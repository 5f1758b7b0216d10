//! Transfer Repository
//!
//! Each workflow transition is one storage transaction: the status flip,
//! the quantity movement and (for accept) the destination creation either
//! all happen or none do. Business violations abort via `THROW` markers
//! mapped back to typed errors in [`super::RepoError`].

use surrealdb::RecordId;
use uuid::Uuid;

use super::stock::{CREDIT_BY_ID_SQL, DEBIT_BY_ID_SQL, MERGE_BY_IDENTITY_SQL};
use super::{BaseRepository, RepoError, RepoResult, check_transaction, markers};
use crate::db::models::{LotIdentity, StockLot, TransferRecord, TransferStatus};
use crate::utils::time::now_millis;

use shared::Role;

pub const TRANSFER_TABLE: &str = "transfer";

#[derive(Clone)]
pub struct TransferRepository {
    base: BaseRepository,
}

impl TransferRepository {
    pub fn new(db: surrealdb::Surreal<surrealdb::engine::local::Db>) -> Self {
        Self {
            base: BaseRepository::new(db),
        }
    }

    pub async fn find_by_id(&self, id: &RecordId) -> RepoResult<Option<TransferRecord>> {
        let record: Option<TransferRecord> = self.base.db().select(id.clone()).await?;
        Ok(record)
    }

    /// Debit the source lot and write the `pending` record atomically
    ///
    /// 扣减即预留: 事务提交后这些剂量对源批次不可再花费。
    pub async fn initiate(&self, record: TransferRecord) -> RepoResult<TransferRecord> {
        debug_assert!(record.status == TransferStatus::Pending);

        let sql = format!(
            "BEGIN TRANSACTION; \
             LET $debited = ({DEBIT_BY_ID_SQL}); \
             IF array::len($debited) == 0 {{ THROW \"{insufficient}\" }}; \
             CREATE type::thing('transfer', $key) CONTENT $record; \
             COMMIT TRANSACTION;",
            insufficient = markers::INSUFFICIENT_QUANTITY,
        );

        let key = Uuid::new_v4().simple().to_string();
        let source = record.source_lot.clone();
        let quantity = record.quantity;

        let mut response = self
            .base
            .db()
            .query(sql)
            .bind(("lot", source))
            .bind(("amount", quantity))
            .bind(("now", now_millis()))
            .bind(("key", key.clone()))
            .bind(("record", record))
            .await?;
        check_transaction(&mut response)?;

        let id = RecordId::from_table_key(TRANSFER_TABLE, key);
        self.find_by_id(&id)
            .await?
            .ok_or_else(|| RepoError::Database("transfer record vanished after create".into()))
    }

    /// Flip `pending → accepted` and credit the destination identity
    /// (creating the destination lot when absent), atomically.
    ///
    /// Returns the resolved record. `AlreadyResolved` when the guard on
    /// `status = 'pending'` does not match - the losing side of an
    /// accept/reject race lands here.
    pub async fn accept(
        &self,
        transfer_id: &RecordId,
        destination: &LotIdentity,
        stock_content: StockLot,
    ) -> RepoResult<TransferRecord> {
        let sql = format!(
            "BEGIN TRANSACTION; \
             LET $resolved = (UPDATE $transfer SET status = 'accepted', accepted_date = $now \
                 WHERE status = 'pending' RETURN AFTER); \
             IF array::len($resolved) == 0 {{ THROW \"{already}\" }}; \
             LET $credited = ({MERGE_BY_IDENTITY_SQL}); \
             IF array::len($credited) == 0 {{ \
                 CREATE type::thing('stock', $stock_key) CONTENT $stock_content \
             }}; \
             COMMIT TRANSACTION;",
            already = markers::ALREADY_RESOLVED,
        );

        let quantity = stock_content.quantity;
        // 目标批次创建与并发接受撞车时整个事务回滚, 重试一次走合并分支
        for attempt in 0..2 {
            let stock_key = Uuid::new_v4().simple().to_string();
            let mut response = self
                .base
                .db()
                .query(sql.clone())
                .bind(("transfer", transfer_id.clone()))
                .bind(("now", now_millis()))
                .bind(("vaccine", destination.vaccine.clone()))
                .bind(("batch_number", destination.batch_number.clone()))
                .bind(("level", destination.level))
                .bind(("region", destination.region.clone()))
                .bind(("health_center", destination.health_center.clone()))
                .bind(("assigned_to", destination.assigned_to.clone()))
                .bind(("qty", quantity))
                .bind(("stock_key", stock_key))
                .bind(("stock_content", stock_content.clone()))
                .await?;

            match check_transaction(&mut response) {
                Ok(()) => break,
                Err(RepoError::Duplicate(_)) if attempt == 0 => continue,
                Err(e) => return Err(e),
            }
        }

        self.find_by_id(transfer_id)
            .await?
            .ok_or_else(|| RepoError::NotFound("transfer record".into()))
    }

    /// Flip `pending → rejected` and restore the full reservation to the
    /// source lot, atomically.
    pub async fn reject(
        &self,
        transfer_id: &RecordId,
        source_lot: &RecordId,
        quantity: i64,
        reason: Option<String>,
    ) -> RepoResult<TransferRecord> {
        let sql = format!(
            "BEGIN TRANSACTION; \
             LET $resolved = (UPDATE $transfer SET status = 'rejected', rejected_date = $now, \
                 notes = $notes WHERE status = 'pending' RETURN AFTER); \
             IF array::len($resolved) == 0 {{ THROW \"{already}\" }}; \
             LET $restored = ({CREDIT_BY_ID_SQL}); \
             IF array::len($restored) == 0 {{ THROW \"{missing}\" }}; \
             COMMIT TRANSACTION;",
            already = markers::ALREADY_RESOLVED,
            missing = markers::SOURCE_LOT_MISSING,
        );
        self.resolve_with_restore(sql, transfer_id, source_lot, quantity, reason)
            .await
    }

    /// Flip `pending → cancelled` (originator backed out) and restore the
    /// reservation, atomically.
    pub async fn cancel(
        &self,
        transfer_id: &RecordId,
        source_lot: &RecordId,
        quantity: i64,
        reason: Option<String>,
    ) -> RepoResult<TransferRecord> {
        let sql = format!(
            "BEGIN TRANSACTION; \
             LET $resolved = (UPDATE $transfer SET status = 'cancelled', \
                 notes = $notes WHERE status = 'pending' RETURN AFTER); \
             IF array::len($resolved) == 0 {{ THROW \"{already}\" }}; \
             LET $restored = ({CREDIT_BY_ID_SQL}); \
             IF array::len($restored) == 0 {{ THROW \"{missing}\" }}; \
             COMMIT TRANSACTION;",
            already = markers::ALREADY_RESOLVED,
            missing = markers::SOURCE_LOT_MISSING,
        );
        self.resolve_with_restore(sql, transfer_id, source_lot, quantity, reason)
            .await
    }

    async fn resolve_with_restore(
        &self,
        sql: String,
        transfer_id: &RecordId,
        source_lot: &RecordId,
        quantity: i64,
        reason: Option<String>,
    ) -> RepoResult<TransferRecord> {
        let mut response = self
            .base
            .db()
            .query(sql)
            .bind(("transfer", transfer_id.clone()))
            .bind(("now", now_millis()))
            .bind(("notes", reason))
            .bind(("lot", source_lot.clone()))
            .bind(("amount", quantity))
            .await?;
        check_transaction(&mut response)?;

        self.find_by_id(transfer_id)
            .await?
            .ok_or_else(|| RepoError::NotFound("transfer record".into()))
    }

    /// Pending transfers addressed to this actor - directly by user id, or
    /// by role + location fallback.
    pub async fn incoming(
        &self,
        user_id: &str,
        role: Role,
        region: Option<&str>,
        health_center: Option<&str>,
    ) -> RepoResult<Vec<TransferRecord>> {
        let location_clause = match role {
            Role::Regional => "AND to_region = $region",
            Role::District | Role::Agent => "AND to_health_center = $health_center",
            // transfers never flow upward; national only receives direct
            Role::National => "AND to_user != NONE",
        };
        let sql = format!(
            "SELECT * FROM transfer WHERE status = 'pending' \
               AND (to_user = $user \
                    OR (to_user = NONE AND to_level = $role {location_clause})) \
             ORDER BY transfer_date DESC",
        );

        let mut res = self
            .base
            .db()
            .query(sql)
            .bind(("user", user_id.to_string()))
            .bind(("role", role))
            .bind(("region", region.map(str::to_string)))
            .bind(("health_center", health_center.map(str::to_string)))
            .await?;
        Ok(res.take(0)?)
    }

    /// Transfers initiated by this actor, any status
    pub async fn outgoing(&self, user_id: &str) -> RepoResult<Vec<TransferRecord>> {
        let mut res = self
            .base
            .db()
            .query("SELECT * FROM transfer WHERE from_user = $user ORDER BY transfer_date DESC")
            .bind(("user", user_id.to_string()))
            .await?;
        Ok(res.take(0)?)
    }

    /// Everything this actor was party to, newest first
    pub async fn history(
        &self,
        user_id: &str,
        role: Role,
        region: Option<&str>,
        health_center: Option<&str>,
    ) -> RepoResult<Vec<TransferRecord>> {
        let location_clause = match role {
            Role::Regional => "AND to_region = $region",
            Role::District | Role::Agent => "AND to_health_center = $health_center",
            Role::National => "AND to_user != NONE",
        };
        let sql = format!(
            "SELECT * FROM transfer WHERE from_user = $user OR to_user = $user \
               OR (to_user = NONE AND to_level = $role {location_clause}) \
             ORDER BY transfer_date DESC",
        );

        let mut res = self
            .base
            .db()
            .query(sql)
            .bind(("user", user_id.to_string()))
            .bind(("role", role))
            .bind(("region", region.map(str::to_string)))
            .bind(("health_center", health_center.map(str::to_string)))
            .await?;
        Ok(res.take(0)?)
    }
}
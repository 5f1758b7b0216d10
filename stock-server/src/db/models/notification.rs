//! Notification Model
//!
//! 追加写入的通知存档: 既是可供前端拉取的持久记录, 也是
//! 告警去重查询的锚点 (kind + title + created_at)。

use serde::{Deserialize, Serialize};
use surrealdb::RecordId;

use shared::{AlertKind, Role};

/// One persisted alert/notification
#[derive(Debug, Clone, Serialize, Deserialize)]
pub struct Notification {
    #[serde(skip_serializing_if = "Option::is_none")]
    pub id: Option<RecordId>,
    /// Dedup anchor - embeds vaccine and, where relevant, batch number
    pub title: String,
    pub message: String,
    pub kind: AlertKind,
    /// Roles the alert was addressed to (for later pull-style reads)
    pub target_roles: Vec<Role>,
    /// Unix millis
    pub created_at: i64,
}
//! 库存台账模块
//!
//! - [`InventoryLedger`] - 数量的唯一事实来源: 原子合并/扣减/贷记,
//!   FEFO 消耗, 角色范围查询
//! - [`visibility`] - 可见性策略表

pub mod ledger;
pub mod visibility;

pub use ledger::{InventoryLedger, LotChange};
pub use visibility::{Scope, can_access, scope_for};
//! In-process transport
//!
//! 与 TCP 实现行为一致的同进程通道, 测试和内嵌客户端使用。

use async_trait::async_trait;
use std::sync::Arc;
use std::sync::atomic::{AtomicBool, Ordering};
use tokio::sync::{Mutex, mpsc};

use shared::message::BusMessage;

use super::Transport;
use crate::utils::AppError;

const CHANNEL_CAPACITY: usize = 256;

/// One end of an in-memory duplex channel
#[derive(Debug)]
pub struct MemoryTransport {
    outbound: mpsc::Sender<BusMessage>,
    inbound: Mutex<mpsc::Receiver<BusMessage>>,
    closed: AtomicBool,
    label: &'static str,
}

impl MemoryTransport {
    /// Cross-wired pair: what one side writes, the other reads
    pub fn pair() -> (Arc<MemoryTransport>, Arc<MemoryTransport>) {
        let (server_tx, client_rx) = mpsc::channel(CHANNEL_CAPACITY);
        let (client_tx, server_rx) = mpsc::channel(CHANNEL_CAPACITY);
        let server = Arc::new(MemoryTransport {
            outbound: server_tx,
            inbound: Mutex::new(server_rx),
            closed: AtomicBool::new(false),
            label: "server",
        });
        let client = Arc::new(MemoryTransport {
            outbound: client_tx,
            inbound: Mutex::new(client_rx),
            closed: AtomicBool::new(false),
            label: "client",
        });
        (server, client)
    }
}

#[async_trait]
impl Transport for MemoryTransport {
    async fn read_message(&self) -> Result<BusMessage, AppError> {
        let mut inbound = self.inbound.lock().await;
        inbound.recv().await.ok_or(AppError::ClientDisconnected)
    }

    async fn write_message(&self, msg: &BusMessage) -> Result<(), AppError> {
        if self.closed.load(Ordering::SeqCst) {
            return Err(AppError::ClientDisconnected);
        }
        self.outbound
            .send(msg.clone())
            .await
            .map_err(|_| AppError::ClientDisconnected)
    }

    async fn close(&self) -> Result<(), AppError> {
        self.closed.store(true, Ordering::SeqCst);
        // 关闭入向通道, 对端后续写入立即失败
        self.inbound.lock().await.close();
        Ok(())
    }

    fn peer_addr(&self) -> Option<String> {
        Some(format!("memory:{}", self.label))
    }
}
//! Server Implementation
//!
//! HTTP 服务器启动和管理

use axum::{Router, middleware};
use tower_http::trace::TraceLayer;

use crate::api;
use crate::auth::require_auth;
use crate::core::tasks::BackgroundTasks;
use crate::core::{Config, ServerState};

/// HTTP Server
pub struct Server {
    config: Config,
    state: ServerState,
}

impl Server {
    pub fn with_state(config: Config, state: ServerState) -> Self {
        Self { config, state }
    }

    pub async fn run(&self) -> anyhow::Result<()> {
        let state = self.state.clone();

        // Background tasks: realtime listener, sweeper, daily scan
        let mut tasks = BackgroundTasks::new();
        state.start_background_tasks(&mut tasks);
        tasks.log_summary();

        let app = build_router(state.clone());

        let addr = std::net::SocketAddr::from(([0, 0, 0, 0], self.config.http_port));
        let listener = tokio::net::TcpListener::bind(addr).await?;
        tracing::info!("Stock server listening on {}", addr);

        axum::serve(listener, app)
            .with_graceful_shutdown(async {
                let _ = tokio::signal::ctrl_c().await;
                tracing::info!("Shutting down...");
            })
            .await?;

        tasks.shutdown().await;
        Ok(())
    }
}

/// Assemble the API router with auth + trace layers
pub fn build_router(state: ServerState) -> Router {
    Router::new()
        .merge(api::health::router())
        .merge(api::stocks::router())
        .merge(api::transfers::router())
        .layer(middleware::from_fn_with_state(state.clone(), require_auth))
        .layer(TraceLayer::new_for_http())
        .with_state(state)
}
//! Lot condition classification
//!
//! 每次全量扫描对单个批次只归入一种状况 (互斥), 低库存优先于效期:
//! 低库存直接威胁接种计划, 效期问题由下一条规则兜底。

use chrono::NaiveDate;

use crate::core::Config;
use crate::db::models::StockLot;
use crate::utils::time::days_until;

/// Threshold policy consumed by both the synchronous check path and the
/// daily scan - one source, no drift.
#[derive(Debug, Clone, Copy)]
pub struct Thresholds {
    /// A lot is `low` strictly below this many doses
    pub low_stock: i64,
    /// A lot is `expiring` within this many days of its expiration date
    pub expiring_window_days: i64,
}

impl From<&Config> for Thresholds {
    fn from(config: &Config) -> Self {
        Self {
            low_stock: config.low_stock_threshold,
            expiring_window_days: config.expiring_window_days,
        }
    }
}

/// Mutually exclusive standing conditions, low checked first
#[derive(Debug, Clone, Copy, PartialEq, Eq)]
pub enum LotCondition {
    Low,
    Expired,
    Expiring,
}

/// Classify one lot against the thresholds as of `today`
pub fn classify(lot: &StockLot, today: NaiveDate, thresholds: &Thresholds) -> Option<LotCondition> {
    if lot.quantity < thresholds.low_stock {
        return Some(LotCondition::Low);
    }
    let days = days_until(today, lot.expiration_date);
    if days < 0 {
        Some(LotCondition::Expired)
    } else if days <= thresholds.expiring_window_days {
        Some(LotCondition::Expiring)
    } else {
        None
    }
}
-------------------------
## Your objective:
Your output should be the lines from the one with "low checked first" through the end of the records above, copied exactly.

## Expected output:
/// Mutually exclusive standing conditions, low checked first
#[derive(Debug, Clone, Copy, PartialEq, Eq)]
pub enum LotCondition {
    Low,
    Expired,
    Expiring,
}

/// Classify one lot against the thresholds as of `today`
pub fn classify(lot: &StockLot, today: NaiveDate, thresholds: &Thresholds) -> Option<LotCondition> {
    if lot.quantity < thresholds.low_stock {
        return Some(LotCondition::Low);
    }
    let days = days_until(today, lot.expiration_date);
    if days < 0 {
        Some(LotCondition::Expired)
    } else if days <= thresholds.expiring_window_days {
        Some(LotCondition::Expiring)
    } else {
        None
    }
}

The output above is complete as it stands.